The above can be refined in a number of ways to make it more efficient. The most significant improvement is to presort the sample points by one coordinate, the coordinate used should be the one with the greatest range of samples. If the x axis is used for presorting then as soon as the x component of the distance from the current point to the circumcircle center is greater than the circumcircle radius, that triangle need never be considered for later points, as further points will never again be on the interior of that triangles circumcircle. With the above improvement the algorithm presented here increases with the number of points as approximately O(N^1.5).

The time taken is relatively independent of the input sample distribution, a maximum of 25% variation in execution times has been noticed for a wide range of naturally occurring distributions as well as special cases such as normal, uniform, contour and grid distributions.
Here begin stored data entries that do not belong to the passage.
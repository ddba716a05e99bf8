//! Relay Core - Streaming Chat Relay and Orchestration
//!
//! This crate relays chat prompts from any number of front ends to a
//! streaming conversational backend and fans the response events back out.
//! It is completely independent of any particular front end: the same core
//! can sit behind a WebSocket server, an SSE endpoint, a chat-bot adapter,
//! or run headless from a terminal.
//!
//! # Architecture
//!
//! ```text
//! ┌──────────────────────────────────────────────────────────────┐
//! │                        Front Ends                            │
//! │   ┌─────────┐   ┌─────────┐   ┌──────────┐   ┌────────────┐  │
//! │   │  WebUI  │   │ Discord │   │  GitHub  │   │  Headless  │  │
//! │   └────┬────┘   └────┬────┘   └────┬─────┘   └─────┬──────┘  │
//! │        │             │             │               │         │
//! │        └─────────────┴──────┬──────┴───────────────┘         │
//! │                             │                                │
//! │                   Submission (in)                            │
//! │                   ChatEvent (out, via Responders)            │
//! └─────────────────────────────┼────────────────────────────────┘
//!                               │
//! ┌─────────────────────────────┼────────────────────────────────┐
//! │                       RELAY CORE                             │
//! │  ┌──────────────────────────┴─────────────────────────────┐  │
//! │  │                     Orchestrator                       │  │
//! │  │  ┌───────────┐  ┌───────────┐  ┌────────────────────┐  │  │
//! │  │  │  History  │  │  Worker   │  │ StreamingExchange  │  │  │
//! │  │  │  Buffer   │  │  (FIFO)   │  │ (one at a time)    │  │  │
//! │  │  └───────────┘  └───────────┘  └─────────┬──────────┘  │  │
//! │  └────────────────────────────────────────────────────────┘  │
//! └────────────────────────────────────────────┼─────────────────┘
//!                                              │
//!                                   HTTP session + WebSocket
//!                                   (AgentBackend)
//! ```
//!
//! # Key Types
//!
//! - [`Orchestrator`]: accepts submissions, serializes backend exchanges
//! - [`ChatEvent`]: the event vocabulary broadcast to responders
//! - [`Responder`]: the fan-out seam front ends implement
//! - [`StreamingExchange`]: one backend exchange with exactly-once termination
//! - [`HistoryBuffer`]: bounded transcript of durable events
//! - [`AgentBackend`]: session provisioning and streaming connect
//!
//! # Quick Start
//!
//! ```ignore
//! use std::sync::Arc;
//! use relay_core::{
//!     backend::AgentWsBackend,
//!     config::RelayConfig,
//!     events::{EventContext, Submission},
//!     orchestrator::Orchestrator,
//!     responder::{ChannelResponder, Responder},
//! };
//!
//! #[tokio::main]
//! async fn main() {
//!     let config = RelayConfig::load().unwrap();
//!     let backend = AgentWsBackend::from_config(&config);
//!
//!     let channel = Arc::new(ChannelResponder::new());
//!     let (_, mut events) = channel.subscribe();
//!
//!     let orchestrator = Orchestrator::new(
//!         backend,
//!         vec![channel.clone() as Arc<dyn Responder>],
//!         config.exchange_config(),
//!         config.history_capacity,
//!     );
//!
//!     orchestrator
//!         .submit(Submission::new("web", "alice", "hello"), EventContext::new())
//!         .await;
//!
//!     // Consume ChatEvents from `events` and frame them for your front end.
//! }
//! ```
//!
//! # Module Overview
//!
//! - [`events`]: the chat event vocabulary and submission contract
//! - [`history`]: bounded thread-safe transcript buffer
//! - [`backend`]: wire protocol, backend traits, HTTP + WebSocket client
//! - [`exchange`]: one streaming exchange with the exactly-once latch
//! - [`orchestrator`]: submission intake and the single-worker queue
//! - [`responder`]: event fan-out to front ends
//! - [`config`]: layered file + environment configuration

#![deny(missing_docs)]
#![deny(clippy::all)]
#![warn(clippy::pedantic)]
#![allow(clippy::module_name_repetitions)]

pub mod backend;
pub mod config;
pub mod events;
pub mod exchange;
pub mod history;
pub mod orchestrator;
pub mod responder;

// Re-exports for convenience
pub use backend::{AgentBackend, AgentWsBackend, BackendError, BackendSocket, SessionId};
pub use config::RelayConfig;
pub use events::{ChatEvent, ChatEventKind, CorrelationId, EventContext, Submission};
pub use exchange::{ExchangeConfig, ExchangeSignal, ExchangeState, StreamingExchange};
pub use history::{HistoryBuffer, DEFAULT_HISTORY_CAPACITY};
pub use orchestrator::Orchestrator;
pub use responder::{ChannelResponder, LogResponder, Responder, SubscriberId};
//! Chat Orchestrator
//!
//! The coordination core of the relay. Submissions from any front end
//! funnel through [`Orchestrator::submit`], which broadcasts the user
//! message immediately and enqueues a streaming job. A single worker task
//! drains the queue, so backend exchanges run strictly one at a time in
//! arrival order while submission itself never waits on backend I/O.
//!
//! # Design Philosophy
//!
//! The worker owns all backend interaction; submit only touches memory and
//! channels. Failures at any stage of an exchange (session provisioning,
//! connect, streaming) surface as an error event on the same correlation
//! id, so front ends always see a terminal event for every prompt they
//! submitted.

use std::sync::Arc;

use tokio::sync::mpsc;

use crate::backend::AgentBackend;
use crate::events::{ChatEvent, ChatEventKind, CorrelationId, EventContext, Submission};
use crate::exchange::{ExchangeConfig, ExchangeSignal, StreamingExchange};
use crate::history::{HistoryBuffer, DEFAULT_HISTORY_CAPACITY};
use crate::responder::Responder;

/// One queued prompt awaiting its backend exchange
struct StreamingJob {
    id: CorrelationId,
    prompt: String,
    context: EventContext,
}

/// The relay's coordination core
///
/// Cheap to clone the pieces of: history and responders are shared behind
/// `Arc`, and the job queue is a channel sender.
pub struct Orchestrator<B: AgentBackend> {
    backend: Arc<B>,
    history: Arc<HistoryBuffer>,
    responders: Arc<Vec<Arc<dyn Responder>>>,
    jobs: mpsc::UnboundedSender<StreamingJob>,
}

impl<B: AgentBackend + 'static> Orchestrator<B> {
    /// Create an orchestrator and spawn its worker task
    ///
    /// The responder set is fixed for the orchestrator's lifetime; dynamic
    /// audiences belong inside a responder (see
    /// [`ChannelResponder`](crate::responder::ChannelResponder)).
    pub fn new(
        backend: B,
        responders: Vec<Arc<dyn Responder>>,
        exchange_config: ExchangeConfig,
        history_capacity: usize,
    ) -> Self {
        let backend = Arc::new(backend);
        let history = Arc::new(HistoryBuffer::new(history_capacity));
        let responders = Arc::new(responders);
        let (jobs, job_rx) = mpsc::unbounded_channel();

        tokio::spawn(worker(
            Arc::clone(&backend),
            Arc::clone(&history),
            Arc::clone(&responders),
            exchange_config,
            job_rx,
        ));

        Self {
            backend,
            history,
            responders,
            jobs,
        }
    }

    /// Create an orchestrator with default exchange and history settings
    pub fn with_defaults(backend: B, responders: Vec<Arc<dyn Responder>>) -> Self {
        Self::new(
            backend,
            responders,
            ExchangeConfig::default(),
            DEFAULT_HISTORY_CAPACITY,
        )
    }

    /// Accept a submission: record it, announce it, queue its exchange
    ///
    /// Returns the correlation id that every event of this prompt/response
    /// pair will carry. The user message is broadcast before the job is
    /// queued, so front ends always see the prompt before any response
    /// events for it.
    pub async fn submit(&self, submission: Submission, context: EventContext) -> CorrelationId {
        let id = submission
            .id
            .clone()
            .map(CorrelationId::from)
            .unwrap_or_default();

        tracing::info!(
            id = %id,
            source = %submission.source,
            author = %submission.author,
            "Submission accepted"
        );

        let event = ChatEvent::user_message(&submission, id.clone(), context.clone());
        self.history.append(event.clone());
        broadcast(&self.responders, &event).await;

        let job = StreamingJob {
            id: id.clone(),
            prompt: submission.text,
            context,
        };
        if self.jobs.send(job).is_err() {
            // Worker gone; only happens during shutdown.
            tracing::error!(id = %id, "Job queue closed, submission dropped");
        }

        id
    }

    /// The shared history buffer
    #[must_use]
    pub fn history(&self) -> Arc<HistoryBuffer> {
        Arc::clone(&self.history)
    }

    /// The backend this orchestrator talks to
    #[must_use]
    pub fn backend(&self) -> &B {
        &self.backend
    }
}

/// Route one event to every responder's matching hook
async fn broadcast(responders: &[Arc<dyn Responder>], event: &ChatEvent) {
    for responder in responders {
        match event.kind {
            ChatEventKind::UserMessage => responder.broadcast_user_message(event).await,
            ChatEventKind::AiChunk => responder.broadcast_ai_chunk(event).await,
            ChatEventKind::AiEnd => responder.broadcast_ai_end(event).await,
            ChatEventKind::Error => responder.broadcast_error(event).await,
        }
    }
}

/// Drain the job queue, one exchange at a time
async fn worker<B: AgentBackend>(
    backend: Arc<B>,
    history: Arc<HistoryBuffer>,
    responders: Arc<Vec<Arc<dyn Responder>>>,
    exchange_config: ExchangeConfig,
    mut jobs: mpsc::UnboundedReceiver<StreamingJob>,
) {
    tracing::debug!(backend = backend.name(), "Worker started");
    while let Some(job) = jobs.recv().await {
        process_job(&*backend, &history, &responders, &exchange_config, job).await;
    }
    tracing::debug!("Worker stopped");
}

async fn process_job<B: AgentBackend>(
    backend: &B,
    history: &HistoryBuffer,
    responders: &[Arc<dyn Responder>],
    exchange_config: &ExchangeConfig,
    job: StreamingJob,
) {
    let session = match backend.create_session().await {
        Ok(session) => session,
        Err(e) => {
            tracing::warn!(id = %job.id, error = %e, "Session creation failed");
            let event = ChatEvent::error(job.id, e.to_string(), job.context);
            broadcast(responders, &event).await;
            return;
        }
    };

    let socket = match backend.connect(&session).await {
        Ok(socket) => socket,
        Err(e) => {
            tracing::warn!(id = %job.id, session = %session, error = %e, "Backend connect failed");
            let event = ChatEvent::error(job.id, e.to_string(), job.context);
            broadcast(responders, &event).await;
            return;
        }
    };

    let exchange = StreamingExchange::new(exchange_config.clone());
    let mut signals = exchange.spawn(socket, session, job.prompt);

    while let Some(signal) = signals.recv().await {
        let event = match signal {
            ExchangeSignal::Chunk(text) => {
                ChatEvent::ai_chunk(job.id.clone(), text, job.context.clone())
            }
            ExchangeSignal::End { full_text } => {
                let event = ChatEvent::ai_end(job.id.clone(), full_text, job.context.clone());
                history.append(event.clone());
                event
            }
            ExchangeSignal::Failed { error } => {
                ChatEvent::error(job.id.clone(), error, job.context.clone())
            }
        };
        broadcast(responders, &event).await;
    }
}
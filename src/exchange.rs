//! Streaming Exchange
//!
//! One end-to-end backend streaming interaction driven by a single prompt.
//! The exchange owns one duplex connection, walks the handshake
//! (`init` → `ready` → `message`) and relays content chunks until a
//! terminal trigger fires. Three triggers compete for termination:
//!
//! 1. a `stream_end` message from the backend (success),
//! 2. an `error` message or transport-level failure,
//! 3. the exchange timer expiring.
//!
//! Whichever trigger flips the [`ExchangeState`] latch first owns terminal
//! emission and connection teardown; every later trigger is a no-op. That
//! test-and-set is the central invariant of the whole relay: exactly one
//! terminal signal and exactly one close per exchange, no matter how the
//! triggers race.
//!
//! Signals are delivered over an mpsc receiver consumed by the
//! orchestrator's worker, which maps them onto chat events.

use std::sync::Arc;
use std::time::Duration;

use parking_lot::Mutex;
use tokio::sync::mpsc;

use crate::backend::{BackendSocket, ClientMessage, ServerMessage, SessionId};

/// Configuration for a streaming exchange
#[derive(Clone, Debug)]
pub struct ExchangeConfig {
    /// How long the exchange may run before the timeout trigger fires
    pub timeout: Duration,
    /// Capacity of the signal channel to the worker
    pub signal_capacity: usize,
}

impl Default for ExchangeConfig {
    fn default() -> Self {
        Self {
            timeout: Duration::from_secs(120),
            signal_capacity: 64,
        }
    }
}

/// Lifecycle signal emitted by an exchange
#[derive(Clone, Debug, PartialEq, Eq)]
pub enum ExchangeSignal {
    /// One non-empty content fragment, in arrival order
    Chunk(String),
    /// Terminal success carrying the full accumulated response
    End {
        /// Concatenation of every content fragment received
        full_text: String,
    },
    /// Terminal failure (backend-reported, transport-level, or timeout)
    Failed {
        /// Human-readable failure text
        error: String,
    },
}

impl ExchangeSignal {
    /// Whether this signal ends the exchange
    #[must_use]
    pub fn is_terminal(&self) -> bool {
        matches!(self, Self::End { .. } | Self::Failed { .. })
    }
}

struct StateInner {
    finished: bool,
    sent_prompt: bool,
    accumulated: String,
}

/// Shared mutable state of one exchange, guarded by a single lock
///
/// `finished` is a one-shot latch: [`ExchangeState::try_finish`] returns
/// true for exactly one caller per exchange. `sent_prompt` guards the
/// prompt against duplicate `ready` signals the same way.
pub struct ExchangeState {
    inner: Mutex<StateInner>,
}

impl Default for ExchangeState {
    fn default() -> Self {
        Self::new()
    }
}

impl ExchangeState {
    /// Create fresh per-exchange state
    #[must_use]
    pub fn new() -> Self {
        Self {
            inner: Mutex::new(StateInner {
                finished: false,
                sent_prompt: false,
                accumulated: String::new(),
            }),
        }
    }

    /// Claim termination: returns true only for the first caller
    ///
    /// The winner becomes the sole owner of terminal-signal emission and
    /// connection teardown.
    pub fn try_finish(&self) -> bool {
        let mut inner = self.inner.lock();
        if inner.finished {
            false
        } else {
            inner.finished = true;
            true
        }
    }

    /// Whether a terminal trigger has already fired
    #[must_use]
    pub fn is_finished(&self) -> bool {
        self.inner.lock().finished
    }

    /// Claim the right to send the prompt: true only for the first caller
    pub fn try_mark_prompt_sent(&self) -> bool {
        let mut inner = self.inner.lock();
        if inner.sent_prompt {
            false
        } else {
            inner.sent_prompt = true;
            true
        }
    }

    /// Append one content fragment to the accumulated response
    pub fn push_chunk(&self, text: &str) {
        self.inner.lock().accumulated.push_str(text);
    }

    /// The accumulated response text so far
    #[must_use]
    pub fn accumulated(&self) -> String {
        self.inner.lock().accumulated.clone()
    }
}

/// One backend streaming exchange
pub struct StreamingExchange {
    state: Arc<ExchangeState>,
    config: ExchangeConfig,
}

impl StreamingExchange {
    /// Create an exchange with the given configuration
    #[must_use]
    pub fn new(config: ExchangeConfig) -> Self {
        Self {
            state: Arc::new(ExchangeState::new()),
            config,
        }
    }

    /// Handle to the exchange state (shared with the driving task)
    #[must_use]
    pub fn state(&self) -> Arc<ExchangeState> {
        Arc::clone(&self.state)
    }

    /// Drive the exchange on a background task
    ///
    /// Sends `init` immediately, then relays signals until a terminal
    /// trigger fires. The returned receiver yields chunk signals in arrival
    /// order followed by exactly one terminal signal, after which the
    /// channel closes.
    pub fn spawn(
        self,
        socket: Box<dyn BackendSocket>,
        session: SessionId,
        prompt: String,
    ) -> mpsc::Receiver<ExchangeSignal> {
        let (tx, rx) = mpsc::channel(self.config.signal_capacity);
        let timeout = self.config.timeout;
        let state = self.state;

        tokio::spawn(async move {
            run(socket, session, prompt, state, tx, timeout).await;
        });

        rx
    }
}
The algorithm does not require a large amount of internal storage. The algorithm only requires one internal array and that is a logical array of flags for identifying those triangles that no longer need be considered. If memory is available another speed improvement is to save the circumcircle center and radius for each triangle as it is generated instead of recalculating them for each added point. It should be noted that if sufficient memory is available for the above and other speed enhancements then the increase in execution time is almost a linear function of the number of points.

An example where the triangulation algorithm described above is used to model land surfaces is given in figures 3 and 4.

Figure 3
The result of triangulating spot heights.

Figure 4
A perspective wire frame of a gridded surface obtained from a triangulated mesh.